Dami Olawoye- CEO at Payhippo (YCS21).
Before joining Payhippo, Dami had extensive experience in private equity. And it wasn’t that long after joining Payhippo when he transitioned to the role of CEO. Apart from the many wins the company has achieved under his leadership, the most remarkable one has been transitioning Payhippo into a clean energy fintech.
Dami tells me that before the pivot, they were simply a fintech company offering loans to SMEs.
But, they quickly noticed that the biggest challenge facing their customers in Nigeria was inefficient electricity supply.
Customers would often take loans to buy generators to power their businesses, at a great cost to the environment.
And the team began to look at ways they could help their customers be more efficient without jeopardizing the environment.
Now, Payhippo is a certified clean tech operator that gives loans to consumers to buy solar systems.
For so long, Nigeria has been running on generators thanks to the electricity crisis. But recently, deregulation in the petroleum industry affected fuel prices, paving the way for other affordable energy sources (Like solar).
Dami notes that the market has been shifting to clean energy since over a year ago. Seeing a solar panel in homes and businesses has almost become normal in Nigeria (And a good number of those are Payhippo customers).
If Nigeria is anything to go by, Dami thinks that favorable policies will be pivotal in pushing for a cleaner and sustainable African future, but he also thinks that public perceptions about climate change inform the success of climate-techs a great deal.
“Climate change is real. At this point, a lot of Africans have already experienced some consequences of climate change whether it’s drought, floods, or even diseases. And because of this, more people are open to embracing more climate-friendly options.”
On how climate startups can approach VC funding, Dami says that founders have to remember that VCs are not charities — so it’s important to make sure there’s a good balance between impact and profit when pitching.
“You need to be very clear on why you are specifically solving climate using tech. Communicate why you are solving climate and not a more pressing African problem like hunger or poverty”.

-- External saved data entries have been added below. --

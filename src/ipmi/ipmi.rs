/*
 * SPDX-FileCopyrightText: 2025 UnionTech Software Technology Co., Ltd.
 *
 * SPDX-License-Identifier: GPL-2.0-or-later
 */
use crate::error::{val2str, COMPLETION_CODE_VALS, IPMI_CC_OK};
use std::fmt;

pub const IPMI_NETFN_SE: u8 = 0x04;
pub const IPMI_NETFN_STORAGE: u8 = 0x0a;

pub const IPMI_BMC_SLAVE_ADDR: u8 = 0x20;
pub const IPMI_ME_SLAVE_ADDR: u8 = 0x2c;

// Sensor/Event
pub const IPMI_CMD_PLATFORM_EVENT: u8 = 0x02;
pub const IPMI_CMD_GET_DEVICE_SDR: u8 = 0x21;
pub const IPMI_CMD_RESERVE_DEVICE_SDR_REPO: u8 = 0x22;
pub const IPMI_CMD_SET_SENSOR_THRESHOLDS: u8 = 0x26;
pub const IPMI_CMD_GET_SENSOR_THRESHOLDS: u8 = 0x27;
pub const IPMI_CMD_GET_SENSOR_EVENT_ENABLE: u8 = 0x29;
pub const IPMI_CMD_GET_SENSOR_EVENT_STATUS: u8 = 0x2b;
pub const IPMI_CMD_GET_SENSOR_READING: u8 = 0x2d;

// Storage
pub const IPMI_CMD_GET_FRU_INV_AREA_INFO: u8 = 0x10;
pub const IPMI_CMD_READ_FRU_DATA: u8 = 0x11;
pub const IPMI_CMD_WRITE_FRU_DATA: u8 = 0x12;
pub const IPMI_CMD_GET_SDR_REPO_INFO: u8 = 0x20;
pub const IPMI_CMD_GET_SDR_REPO_ALLOC_INFO: u8 = 0x21;
pub const IPMI_CMD_RESERVE_SDR_REPO: u8 = 0x22;
pub const IPMI_CMD_GET_SDR: u8 = 0x23;
pub const IPMI_CMD_GET_SEL_INFO: u8 = 0x40;
pub const IPMI_CMD_RESERVE_SEL: u8 = 0x42;
pub const IPMI_CMD_GET_SEL_ENTRY: u8 = 0x43;
pub const IPMI_CMD_ADD_SEL_ENTRY: u8 = 0x44;
pub const IPMI_CMD_CLEAR_SEL: u8 = 0x47;
pub const IPMI_CMD_GET_SEL_TIME: u8 = 0x48;
pub const IPMI_CMD_SET_SEL_TIME: u8 = 0x49;

/// A decoded inbound command.
#[derive(Clone, Debug, Default, PartialEq, Eq)]
pub struct IpmiRequest {
    pub netfn: u8,
    pub cmd: u8,
    pub data: Vec<u8>,
}

impl IpmiRequest {
    pub fn new(netfn: u8, cmd: u8) -> Self {
        Self {
            netfn,
            cmd,
            data: Vec::new(),
        }
    }

    pub fn with_data(mut self, data: &[u8]) -> Self {
        self.data = data.to_vec();
        self
    }
}

#[derive(Clone, Debug, Default, PartialEq, Eq)]
pub struct IpmiResponse {
    pub ccode: u8,
    pub data: Vec<u8>,
}

impl IpmiResponse {
    pub fn ok(data: Vec<u8>) -> Self {
        Self {
            ccode: IPMI_CC_OK,
            data,
        }
    }

    pub fn error(ccode: u8) -> Self {
        Self {
            ccode,
            data: Vec::new(),
        }
    }

    pub fn is_ok(&self) -> bool {
        self.ccode == IPMI_CC_OK
    }
}

impl fmt::Display for IpmiResponse {
    fn fmt(&self, f: &mut fmt::Formatter<'_>) -> fmt::Result {
        write!(
            f,
            "ccode 0x{:02x} ({}) data [{}]",
            self.ccode,
            val2str(self.ccode, &COMPLETION_CODE_VALS),
            crate::helper::buf2str(&self.data)
        )
    }
}

#[cfg(test)]
mod tests {
    use super::*;

    #[test]
    fn test_response_display() {
        let rsp = IpmiResponse::ok(vec![0x51, 0x00]);
        assert!(rsp.is_ok());
        assert_eq!(
            rsp.to_string(),
            "ccode 0x00 (Command completed normally) data [51 00]"
        );
        assert_eq!(IpmiResponse::error(0xc1).data.len(), 0);
    }
}
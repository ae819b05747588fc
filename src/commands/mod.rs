/*
 * SPDX-FileCopyrightText: 2025 UnionTech Software Technology Co., Ltd.
 *
 * SPDX-License-Identifier: GPL-2.0-or-later
 */
use crate::error::{IpmiError, IpmiResult, IPMI_CC_OK};
use crate::ipmi::context::ResponderContext;
use crate::ipmi::ipmi::*;
use crate::{debug2, debug3};
use log::{error, warn};

pub mod fru;
pub mod sdr;
pub mod sel;
pub mod sensor;

/// Handler shared by every routed command.
pub type CommandHandler = fn(&mut ResponderContext, &[u8]) -> IpmiResult<Vec<u8>>;

fn lookup_handler(netfn: u8, cmd: u8) -> Option<(&'static str, CommandHandler)> {
    let handler: (&'static str, CommandHandler) = match (netfn, cmd) {
        (IPMI_NETFN_SE, IPMI_CMD_PLATFORM_EVENT) => ("Platform Event", sensor::ipmi_sen_platform_event),
        (IPMI_NETFN_SE, IPMI_CMD_GET_DEVICE_SDR) => ("Get Device SDR", sdr::ipmi_storage_get_sdr),
        (IPMI_NETFN_SE, IPMI_CMD_RESERVE_DEVICE_SDR_REPO) => {
            ("Reserve Device SDR Repository", sdr::ipmi_storage_reserve_sdr)
        }
        (IPMI_NETFN_SE, IPMI_CMD_SET_SENSOR_THRESHOLDS) => {
            ("Set Sensor Thresholds", sensor::ipmi_sen_set_sensor_thresholds)
        }
        (IPMI_NETFN_SE, IPMI_CMD_GET_SENSOR_THRESHOLDS) => {
            ("Get Sensor Thresholds", sensor::ipmi_sen_get_sensor_thresholds)
        }
        (IPMI_NETFN_SE, IPMI_CMD_GET_SENSOR_EVENT_ENABLE) => {
            ("Get Sensor Event Enable", sensor::ipmi_sen_get_sensor_event_enable)
        }
        (IPMI_NETFN_SE, IPMI_CMD_GET_SENSOR_EVENT_STATUS) => {
            ("Get Sensor Event Status", sensor::ipmi_sen_get_sensor_event_status)
        }
        (IPMI_NETFN_SE, IPMI_CMD_GET_SENSOR_READING) => {
            ("Get Sensor Reading", sensor::ipmi_sen_get_sensor_reading)
        }

        (IPMI_NETFN_STORAGE, IPMI_CMD_GET_FRU_INV_AREA_INFO) => {
            ("Get FRU Inventory Area Info", fru::ipmi_storage_get_fru_inv_area_info)
        }
        (IPMI_NETFN_STORAGE, IPMI_CMD_READ_FRU_DATA) => ("Read FRU Data", fru::ipmi_storage_read_fru_data),
        (IPMI_NETFN_STORAGE, IPMI_CMD_WRITE_FRU_DATA) => ("Write FRU Data", fru::ipmi_storage_write_fru_data),
        (IPMI_NETFN_STORAGE, IPMI_CMD_GET_SDR_REPO_INFO) => {
            ("Get SDR Repository Info", sdr::ipmi_storage_get_sdr_repo_info)
        }
        (IPMI_NETFN_STORAGE, IPMI_CMD_GET_SDR_REPO_ALLOC_INFO) => {
            ("Get SDR Repository Allocation Info", sdr::ipmi_storage_get_sdr_alloc_info)
        }
        (IPMI_NETFN_STORAGE, IPMI_CMD_RESERVE_SDR_REPO) => ("Reserve SDR Repository", sdr::ipmi_storage_reserve_sdr),
        (IPMI_NETFN_STORAGE, IPMI_CMD_GET_SDR) => ("Get SDR", sdr::ipmi_storage_get_sdr),
        (IPMI_NETFN_STORAGE, IPMI_CMD_GET_SEL_INFO) => ("Get SEL Info", sel::ipmi_storage_get_sel_info),
        (IPMI_NETFN_STORAGE, IPMI_CMD_RESERVE_SEL) => ("Reserve SEL", sel::ipmi_storage_reserve_sel),
        (IPMI_NETFN_STORAGE, IPMI_CMD_GET_SEL_ENTRY) => ("Get SEL Entry", sel::ipmi_storage_get_sel_entry),
        (IPMI_NETFN_STORAGE, IPMI_CMD_ADD_SEL_ENTRY) => ("Add SEL Entry", sel::ipmi_storage_add_sel_entry),
        (IPMI_NETFN_STORAGE, IPMI_CMD_CLEAR_SEL) => ("Clear SEL", sel::ipmi_storage_clear_sel),
        (IPMI_NETFN_STORAGE, IPMI_CMD_GET_SEL_TIME) => ("Get SEL Time", sel::ipmi_storage_get_sel_time),
        (IPMI_NETFN_STORAGE, IPMI_CMD_SET_SEL_TIME) => ("Set SEL Time", sel::ipmi_storage_set_sel_time),
        _ => return None,
    };
    Some(handler)
}

/// Run one request against the responder.
///
/// Timers are serviced first so an expired FRU write is committed before
/// the command sees the cache. Handler errors become completion codes;
/// unrouted commands get 0xC1.
pub fn dispatch(ctx: &mut ResponderContext, req: &IpmiRequest) -> IpmiResponse {
    ctx.tick();

    let Some((name, handler)) = lookup_handler(req.netfn, req.cmd) else {
        warn!(
            "unsupported command netfn 0x{:02x} cmd 0x{:02x}",
            req.netfn, req.cmd
        );
        return IpmiResponse::error(IpmiError::InvalidCommand.completion_code());
    };

    debug2!("{} (netfn 0x{:02x} cmd 0x{:02x})", name, req.netfn, req.cmd);
    debug3!("request data: {}", crate::helper::buf2str(&req.data));

    match handler(ctx, &req.data) {
        Ok(data) => {
            debug3!("response data: {}", crate::helper::buf2str(&data));
            IpmiResponse::ok(data)
        }
        Err(e) => {
            let ccode = e.completion_code();
            match e {
                IpmiError::Bus(_) | IpmiError::System(_) | IpmiError::Unspecified(_) => {
                    error!("{} failed: {} (ccode 0x{:02x})", name, e, ccode)
                }
                _ => debug2!("{} failed: {} (ccode 0x{:02x})", name, e, ccode),
            }
            IpmiResponse::error(ccode)
        }
    }
}

/// Dispatch a request and unwrap the completion code, for the CLI side.
pub fn sendrecv(ctx: &mut ResponderContext, netfn: u8, cmd: u8, data: &[u8]) -> IpmiResult<Vec<u8>> {
    let req = IpmiRequest::new(netfn, cmd).with_data(data);
    let rsp = dispatch(ctx, &req);
    if rsp.ccode != IPMI_CC_OK {
        return Err(IpmiError::CompletionCode(rsp.ccode));
    }
    Ok(rsp.data)
}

There is a lot of potential in climate. And if we do it right in the next couple of years, Africa has the capacity to have at least 90% of its total energy being clean energy just like Brazil.

Dami hopes that in at least 5 years, carbon markets in Africa will be more developed. He notes that the carbon credits space in East Africa has incredible promise, and that agri-tech will provide one of the best use-cases for the importance of clean energy in Africa.
But, innovation, capital, and infrastructure are still largely non-existent in the space, just like we saw in the past with telcom, and fintech.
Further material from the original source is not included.